La Meuse, 21/02/2002

A deux pour le titre ?

    On pourrait peut-être titrer « Une journée pour rien » car en tête du classement aucun changement n'est à noter. Mieux même, les deux meneurs Tenneville et Villance profitent du nul entre Tellin et St-Hubert pour creuser un peu plus l'écart. Il semble bien que le titre ne puisse échapper au duo de tête. Les Tellinois accusent 11 unités de retard et les Borquins, 12, la mission paraît impossible.

    Tenneville n'a pas fait dans la dentelle face à Sugny venu à 10 et apparamment démobilisé. L'armada offensive des Bleus s'est fait plaisir. Joseph Wéles a fait tourner son effectif. Le gardien Guében a aussi particpé à la fête en inscrivant un penalty et en évoluant dans le jeu en fin de partie.

    Pendant que les leaders s'en donnaient en coeur en joie, Villance suait sang et eau pour venir à bout de Poix devenu sa bête noire puisqu'à ce jour la bande à Jean-Marc François est la seule à avoir infligé une défaite aux jaune et bleu. Fabian Boulard et les siens avaient pourtant fait le plus dur avant les citrons. C'était sans compter sur le courage des visiteurs qui, une fois revenu à 4-3 ont fait douter leurs hôtes. Charles Dubois, le délégué local poussait un ouf de soulagement : « Nous avons ramé dans les dernières minutes. Nous les avons laissés revenir dans le parcours. Nous repensions au match aller. Ce ne fut pas du grand Villance mais l'essentiel est sauf. »

    Derrière les deux intouchables, Tellin et St-Hubert s'en retournent dos à dos. Les 45 minutes initiales étaient équilibrées et le score de parité à la pause logique. Le deuxième acte sera tout à l'avantage de St-Hubert qui se heurtera à un Benoît Hoscheit en super forme et qui finalement sauvera le point. Freddy Laurent, le mentor tellinois n'avait pas trop de regrets : « Ce fut une partie d'un bon niveau, supérieur à ce qu'on voit hanituellement. Nouis empochons un bon point surtout au vu de la prestation borquine du deuxième time. » Au pied du château, Bouillon a pris sa revanche sur Carlsbourg grâce à l'opportunisme de Nicolas Gérard. Mais il a quand même fallu attendre le penalty de fin de partie pour se rassurer définitvement. Léonard et Depierreux ayant chaque fois remis les leurs dans le course. Les Bouillonnais restent à une portée de fusil de Awenne avant de se déplacer en derby à Fays/Veneurs. Une partie importante dans l'optique du tour final d'autant que le quatuor offensif faysan Martin-Cottin-Collard-Arnould retrouve tout son punch au bon moment : « Cette deuxième victoire consécutive fait du bien. Nous voilà relancés pour réaliser l'objectif, c'est-à-dire le top 5. »
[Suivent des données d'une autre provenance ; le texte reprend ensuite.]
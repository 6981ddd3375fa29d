//! Call-leg classification for correlation-pinned routing

use crate::request::RequestView;

/// SDP media marker of the auxiliary (screen sharing) leg of a conversation
pub const APPLICATION_SHARING_MARKER: &str = "applicationsharing";

/// How a correlation-hashed leg treats destination availability
#[derive(Debug, Clone, Copy, PartialEq, Eq)]
pub enum LegClass {
    /// Must land where its sibling leg landed, even on an unavailable destination
    Pinned,
    /// Skips unavailable destinations like any other call
    AvailabilityChecked,
}

/// Decides whether a request is a pinned leg
pub trait LegClassifier: Send + Sync {
    fn classify(&self, request: &dyn RequestView) -> LegClass;
}

/// Pins legs whose SDP body has a media description mentioning a marker
#[derive(Debug, Clone)]
pub struct SdpMediaClassifier {
    marker: String,
}

impl SdpMediaClassifier {
    pub fn new(marker: impl Into<String>) -> Self {
        Self {
            marker: marker.into(),
        }
    }

    fn has_marked_media(&self, body: &str) -> bool {
        let mut in_media = false;
        for line in body.lines() {
            let line = line.trim_start();
            if line.starts_with("m=") {
                in_media = true;
            }
            if in_media && line.contains(self.marker.as_str()) {
                return true;
            }
        }
        false
    }
}

impl Default for SdpMediaClassifier {
    fn default() -> Self {
        Self::new(APPLICATION_SHARING_MARKER)
    }
}

impl LegClassifier for SdpMediaClassifier {
    fn classify(&self, request: &dyn RequestView) -> LegClass {
        match request.body() {
            Some(body) if self.has_marked_media(body) => LegClass::Pinned,
            _ => LegClass::AvailabilityChecked,
        }
    }
}

/// Treats every leg as availability-checked
#[derive(Debug, Clone, Copy, Default)]
pub struct NeverPinned;

impl LegClassifier for NeverPinned {
    fn classify(&self, _request: &dyn RequestView) -> LegClass {
        LegClass::AvailabilityChecked
    }
}

#[cfg(test)]
mod tests {
    use super::*;
    use crate::request::RoutingRequest;

    const AUDIO_SDP: &str = "v=0\r\n\
        o=- 20518 0 IN IP4 203.0.113.1\r\n\
        s=-\r\n\
        c=IN IP4 203.0.113.1\r\n\
        t=0 0\r\n\
        m=audio 54400 RTP/AVP 0\r\n\
        a=rtpmap:0 PCMU/8000\r\n";

    const SHARING_SDP: &str = "v=0\r\n\
        o=- 20518 0 IN IP4 203.0.113.1\r\n\
        s=-\r\n\
        t=0 0\r\n\
        m=applicationsharing 49152 TCP/DTLS/RTP/SAVP 127\r\n\
        a=connection:new\r\n";

    fn invite(body: &str) -> RoutingRequest {
        RoutingRequest::new("sip:conf@example.com").with_body(body)
    }

    #[test]
    fn test_audio_leg_is_availability_checked() {
        let classifier = SdpMediaClassifier::default();
        assert_eq!(classifier.classify(&invite(AUDIO_SDP)), LegClass::AvailabilityChecked);
    }

    #[test]
    fn test_sharing_leg_is_pinned() {
        let classifier = SdpMediaClassifier::default();
        assert_eq!(classifier.classify(&invite(SHARING_SDP)), LegClass::Pinned);
    }

    #[test]
    fn test_marker_outside_media_description_is_ignored() {
        let classifier = SdpMediaClassifier::default();
        let body = "v=0\r\ns=applicationsharing session\r\nm=audio 5000 RTP/AVP 0\r\n";
        assert_eq!(classifier.classify(&invite(body)), LegClass::AvailabilityChecked);
    }

    #[test]
    fn test_marker_in_media_attributes() {
        let classifier = SdpMediaClassifier::default();
        let body = "v=0\r\nm=application 5000 TCP 0\r\na=x-type:applicationsharing\r\n";
        assert_eq!(classifier.classify(&invite(body)), LegClass::Pinned);
    }

    #[test]
    fn test_no_body() {
        let classifier = SdpMediaClassifier::default();
        let request = RoutingRequest::new("sip:conf@example.com");
        assert_eq!(classifier.classify(&request), LegClass::AvailabilityChecked);
        assert_eq!(NeverPinned.classify(&invite(SHARING_SDP)), LegClass::AvailabilityChecked);
    }

    #[test]
    fn test_custom_marker() {
        let classifier = SdpMediaClassifier::new("video");
        let body = "v=0\r\nm=video 5002 RTP/AVP 96\r\n";
        assert_eq!(classifier.classify(&invite(body)), LegClass::Pinned);
    }
}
    Beaucoup de satisfactions dans les propos d'Alain Philippe après la victoire de Vesqueville face à Redu. « Tout d'abord nous abandonnons la lanterne rouge et ensuite nous ajoutons la manière avec un très bon Pierre Henneaux à la manoeuvre. Mais je ne peux retirer personne du lot. »
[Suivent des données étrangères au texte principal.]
//! Server groups: named, immutable sets of candidate destinations

use crate::element::{Element, ElementId};
use crate::errors::{Result, RoutingError};
use crate::policy::Policy;
use std::sync::Arc;

/// Snapshot of a server group.
///
/// A `ServerGroup` never changes after construction. Administrative updates
/// produce a new snapshot, so a routing attempt that holds an
/// `Arc<ServerGroup>` keeps seeing the membership it started with.
#[derive(Debug, Clone, PartialEq)]
pub struct ServerGroup {
    name: String,
    network: String,
    policy: Policy,
    elements: Arc<[Element]>,
    next_sequence: u64,
}

impl ServerGroup {
    pub fn builder(name: impl Into<String>) -> ServerGroupBuilder {
        ServerGroupBuilder::new(name)
    }

    pub fn name(&self) -> &str {
        &self.name
    }

    pub fn network(&self) -> &str {
        &self.network
    }

    pub fn policy(&self) -> Policy {
        self.policy
    }

    /// Elements in insertion order
    pub fn elements(&self) -> &[Element] {
        &self.elements
    }

    pub fn len(&self) -> usize {
        self.elements.len()
    }

    pub fn is_empty(&self) -> bool {
        self.elements.is_empty()
    }

    pub fn get(&self, id: &ElementId) -> Option<&Element> {
        self.elements.iter().find(|e| e.id() == id)
    }

    pub fn contains(&self, id: &ElementId) -> bool {
        self.get(id).is_some()
    }

    /// Names of the groups this group references directly
    pub fn referenced_groups(&self) -> impl Iterator<Item = &str> + '_ {
        self.elements.iter().filter_map(Element::server_group_name)
    }

    /// New snapshot with `element` appended
    pub fn with_element(&self, element: Element) -> Result<ServerGroup> {
        if self.contains(element.id()) {
            return Err(RoutingError::DuplicateElement {
                group: self.name.clone(),
                element: element.id().to_string(),
            });
        }
        let mut elements = self.elements.to_vec();
        elements.push(element.with_sequence(self.next_sequence));
        Ok(ServerGroup {
            elements: elements.into(),
            next_sequence: self.next_sequence + 1,
            ..self.clone()
        })
    }

    /// New snapshot without the element identified by `id`, or `None` if absent
    pub fn without_element(&self, id: &ElementId) -> Option<ServerGroup> {
        if !self.contains(id) {
            return None;
        }
        let elements: Vec<Element> = self
            .elements
            .iter()
            .filter(|e| e.id() != id)
            .cloned()
            .collect();
        Some(ServerGroup {
            elements: elements.into(),
            ..self.clone()
        })
    }

    /// New snapshot with no elements
    pub fn emptied(&self) -> ServerGroup {
        ServerGroup {
            elements: Arc::from(Vec::new()),
            ..self.clone()
        }
    }
}

/// Builder for [`ServerGroup`]
#[derive(Debug)]
pub struct ServerGroupBuilder {
    name: String,
    network: String,
    policy: Policy,
    elements: Vec<Element>,
}

impl ServerGroupBuilder {
    pub fn new(name: impl Into<String>) -> Self {
        Self {
            name: name.into(),
            network: String::new(),
            policy: Policy::Global,
            elements: Vec::new(),
        }
    }

    pub fn network(mut self, network: impl Into<String>) -> Self {
        self.network = network.into();
        self
    }

    pub fn policy(mut self, policy: Policy) -> Self {
        self.policy = policy;
        self
    }

    pub fn element(mut self, element: Element) -> Self {
        self.elements.push(element);
        self
    }

    pub fn build(self) -> Result<ServerGroup> {
        let mut group = ServerGroup {
            name: self.name,
            network: self.network,
            policy: self.policy,
            elements: Arc::from(Vec::new()),
            next_sequence: 0,
        };
        for element in self.elements {
            group = group.with_element(element)?;
        }
        Ok(group)
    }
}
    La courte défaite des Corbelots à Awenne risque d'hypothéquer leur fin de saison. Eux qui ont presque joué tous leurs derniers matches à la maison. Les Frontaliers ont mené deux fois à la marque mais s'inclinent tout en fin de partie sur un coup de patte de Hautot, laissé jusque-là sur le banc pour indiscipline et qui faisait mouche à sa première touche de balle.

ECHOS 3D

Bouillon relancé.

La victoire face à Carlsbourg a relancé Bouillon dans la lutte pour le cinquième fauteuil. Jean-Pol Bauduin, le coach : « Bien sûr que nous y croyons encore, surtout quand on voit les résultats de cette journée. Certes trois clubs restent en lice pour le dernier ticket. Nous jouerons crânement notre chance. »
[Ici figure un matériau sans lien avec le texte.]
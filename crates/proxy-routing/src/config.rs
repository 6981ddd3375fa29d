//! Configuration for server groups and load balancing
//!
//! ```toml
//! default_policy = "call-id"
//! failover_codes = "500-599"
//!
//! [retries]
//! udp = 10
//! tcp = 1
//! tls = 1
//!
//! [[server_groups]]
//! name = "sg-media"
//! network = "net-internal"
//! policy = "ms-conversation-id"
//! failover_codes = "502,503"
//!
//! [[server_groups.elements]]
//! host = "10.0.0.1"
//! port = 5060
//! transport = "tcp"
//! q_value = 0.9
//! weight = 10
//!
//! [[server_groups.elements]]
//! server_group = "sg-backup"
//! q_value = 0.5
//! ```

use crate::element::{DEFAULT_Q_VALUE, DEFAULT_SIP_PORT, Element, Endpoint, Transport};
use crate::errors::{Result, RoutingError};
use crate::failover::{DEFAULT_FAILOVER_CODES, FailoverCodeSet};
use crate::policy::Policy;
use serde::{Deserialize, Serialize};
use std::path::Path;

/// Top-level configuration
#[derive(Debug, Clone, PartialEq, Serialize, Deserialize)]
#[serde(default)]
pub struct ProxyRoutingConfig {
    /// Policy used by groups configured with `global`
    pub default_policy: Policy,
    /// Failover codes for groups without their own set
    pub failover_codes: FailoverCodeSet,
    /// Try budgets for the endpoint status table
    pub retries: RetryConfig,
    /// Statically configured server groups
    pub server_groups: Vec<ServerGroupConfig>,
}

impl Default for ProxyRoutingConfig {
    fn default() -> Self {
        Self {
            default_policy: Policy::RequestUri,
            failover_codes: DEFAULT_FAILOVER_CODES
                .parse()
                .unwrap_or_default(),
            retries: RetryConfig::default(),
            server_groups: Vec::new(),
        }
    }
}

impl ProxyRoutingConfig {
    /// Parse and validate TOML text
    pub fn from_toml_str(text: &str) -> Result<Self> {
        let config: ProxyRoutingConfig = toml::from_str(text)?;
        config.validate()?;
        Ok(config)
    }

    /// Load and validate a TOML file
    pub fn from_file(path: impl AsRef<Path>) -> Result<Self> {
        let text = std::fs::read_to_string(path)?;
        Self::from_toml_str(&text)
    }

    pub fn validate(&self) -> Result<()> {
        if self.default_policy == Policy::Global {
            return Err(RoutingError::Config(
                "default_policy cannot be \"global\"".to_string(),
            ));
        }
        for group in &self.server_groups {
            if group.name.trim().is_empty() {
                return Err(RoutingError::Config("server group with empty name".to_string()));
            }
            for element in &group.elements {
                element.to_element(&group.network)?;
            }
        }
        Ok(())
    }
}

/// Number of failed attempts after which a next hop is considered down
#[derive(Debug, Clone, Copy, PartialEq, Eq, Serialize, Deserialize)]
#[serde(default)]
pub struct RetryConfig {
    pub udp: u32,
    pub tcp: u32,
    pub tls: u32,
}

impl Default for RetryConfig {
    fn default() -> Self {
        Self {
            udp: 10,
            tcp: 1,
            tls: 1,
        }
    }
}

/// One server group
#[derive(Debug, Clone, PartialEq, Serialize, Deserialize)]
pub struct ServerGroupConfig {
    pub name: String,
    #[serde(default)]
    pub network: String,
    #[serde(default)]
    pub policy: Policy,
    /// Overrides the global failover codes for this group
    #[serde(default, skip_serializing_if = "Option::is_none")]
    pub failover_codes: Option<FailoverCodeSet>,
    #[serde(default)]
    pub elements: Vec<ElementConfig>,
}

/// One element; exactly one of `host` and `server_group` must be set
#[derive(Debug, Clone, PartialEq, Serialize, Deserialize)]
pub struct ElementConfig {
    #[serde(default, skip_serializing_if = "Option::is_none")]
    pub host: Option<String>,
    #[serde(default = "default_port")]
    pub port: u16,
    #[serde(default)]
    pub transport: Transport,
    #[serde(default, skip_serializing_if = "Option::is_none")]
    pub server_group: Option<String>,
    #[serde(default = "default_q_value")]
    pub q_value: f32,
    #[serde(default)]
    pub weight: u32,
}

fn default_port() -> u16 {
    DEFAULT_SIP_PORT
}

fn default_q_value() -> f32 {
    DEFAULT_Q_VALUE
}

impl ElementConfig {
    /// Build the element; leaf next hops are placed on `network`
    pub fn to_element(&self, network: &str) -> Result<Element> {
        match (&self.host, &self.server_group) {
            (Some(host), None) => Element::next_hop(
                Endpoint::new(network, host.as_str(), self.port, self.transport),
                self.q_value,
                self.weight,
            ),
            (None, Some(group)) => Element::server_group_ref(group.as_str(), self.q_value, self.weight),
            _ => Err(RoutingError::Config(
                "element needs exactly one of `host` or `server_group`".to_string(),
            )),
        }
    }
}

#[cfg(test)]
mod tests {
    use super::*;
    use pretty_assertions::assert_eq;

    const SAMPLE: &str = r#"
default_policy = "call-id"
failover_codes = "502-504"

[retries]
udp = 4

[[server_groups]]
name = "sg-media"
network = "net-internal"
policy = "Ms-Conversation-ID"
failover_codes = "503"

[[server_groups.elements]]
host = "10.0.0.1"
transport = "tcp"
q_value = 0.9
weight = 10

[[server_groups.elements]]
server_group = "sg-backup"
q_value = 0.5

[[server_groups]]
name = "sg-backup"
"#;

    #[test]
    fn test_parse_sample() {
        let config = ProxyRoutingConfig::from_toml_str(SAMPLE).unwrap();

        assert_eq!(config.default_policy, Policy::CallId);
        assert_eq!(config.failover_codes.to_string(), "502-504");
        assert_eq!(config.retries, RetryConfig { udp: 4, tcp: 1, tls: 1 });
        assert_eq!(config.server_groups.len(), 2);

        let media = &config.server_groups[0];
        assert_eq!(media.policy, Policy::MsConversationId);
        assert_eq!(media.failover_codes.as_ref().unwrap().to_string(), "503");

        let hop = media.elements[0].to_element(&media.network).unwrap();
        let endpoint = hop.endpoint().unwrap();
        assert_eq!(endpoint.host, "10.0.0.1");
        assert_eq!(endpoint.port, 5060);
        assert_eq!(endpoint.transport, Transport::Tcp);
        assert_eq!(endpoint.network, "net-internal");
        assert_eq!(hop.q_value(), 0.9);
        assert_eq!(hop.weight(), 10);

        let group_ref = media.elements[1].to_element(&media.network).unwrap();
        assert_eq!(group_ref.server_group_name(), Some("sg-backup"));
        assert_eq!(group_ref.weight(), 0);

        let backup = &config.server_groups[1];
        assert_eq!(backup.policy, Policy::Global);
        assert!(backup.elements.is_empty());
    }

    #[test]
    fn test_defaults() {
        let config = ProxyRoutingConfig::from_toml_str("").unwrap();
        assert_eq!(config, ProxyRoutingConfig::default());
        assert_eq!(config.default_policy, Policy::RequestUri);
        assert!(config.failover_codes.contains(500));
        assert!(config.failover_codes.contains(599));
    }

    #[test]
    fn test_rejects_global_default_policy() {
        let err = ProxyRoutingConfig::from_toml_str("default_policy = \"global\"").unwrap_err();
        assert!(matches!(err, RoutingError::Config(_)));
    }

    #[test]
    fn test_rejects_unknown_policy() {
        let err = ProxyRoutingConfig::from_toml_str("default_policy = \"round-robin\"").unwrap_err();
        assert!(matches!(err, RoutingError::Config(_)));
    }

    #[test]
    fn test_rejects_ambiguous_element() {
        let text = r#"
[[server_groups]]
name = "sg"

[[server_groups.elements]]
host = "10.0.0.1"
server_group = "other"
"#;
        assert!(ProxyRoutingConfig::from_toml_str(text).is_err());

        let text = r#"
[[server_groups]]
name = "sg"

[[server_groups.elements]]
q_value = 0.5
"#;
        assert!(ProxyRoutingConfig::from_toml_str(text).is_err());
    }

    #[test]
    fn test_from_missing_file() {
        let err = ProxyRoutingConfig::from_file("/nonexistent/proxy-routing.toml").unwrap_err();
        assert!(matches!(err, RoutingError::Io(_)));
    }
}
La lanterne change de mains.

Les rouge et blanc de Vesqueville abandonnent la lanterne rouge pour le plaisir d'Alain Philippe : « C'était le but du jeu aujourd'hui et nous comptons bien sûr ne pas la récupérer. Plusieurs garçons retrouvent la forme. C'est de bon augure. »

Les démons de Sugny ?

Les saisons précédentes, Sugny avait la fâcheuse habitude de souvent s'aligner avec un effectif réduit. Pour la première fois cette année, il n'était pas au complet. Les vieux démons ressurgiraient-ils ? Il faut espérer que non pour ne pas gâcher le bon début de campagne.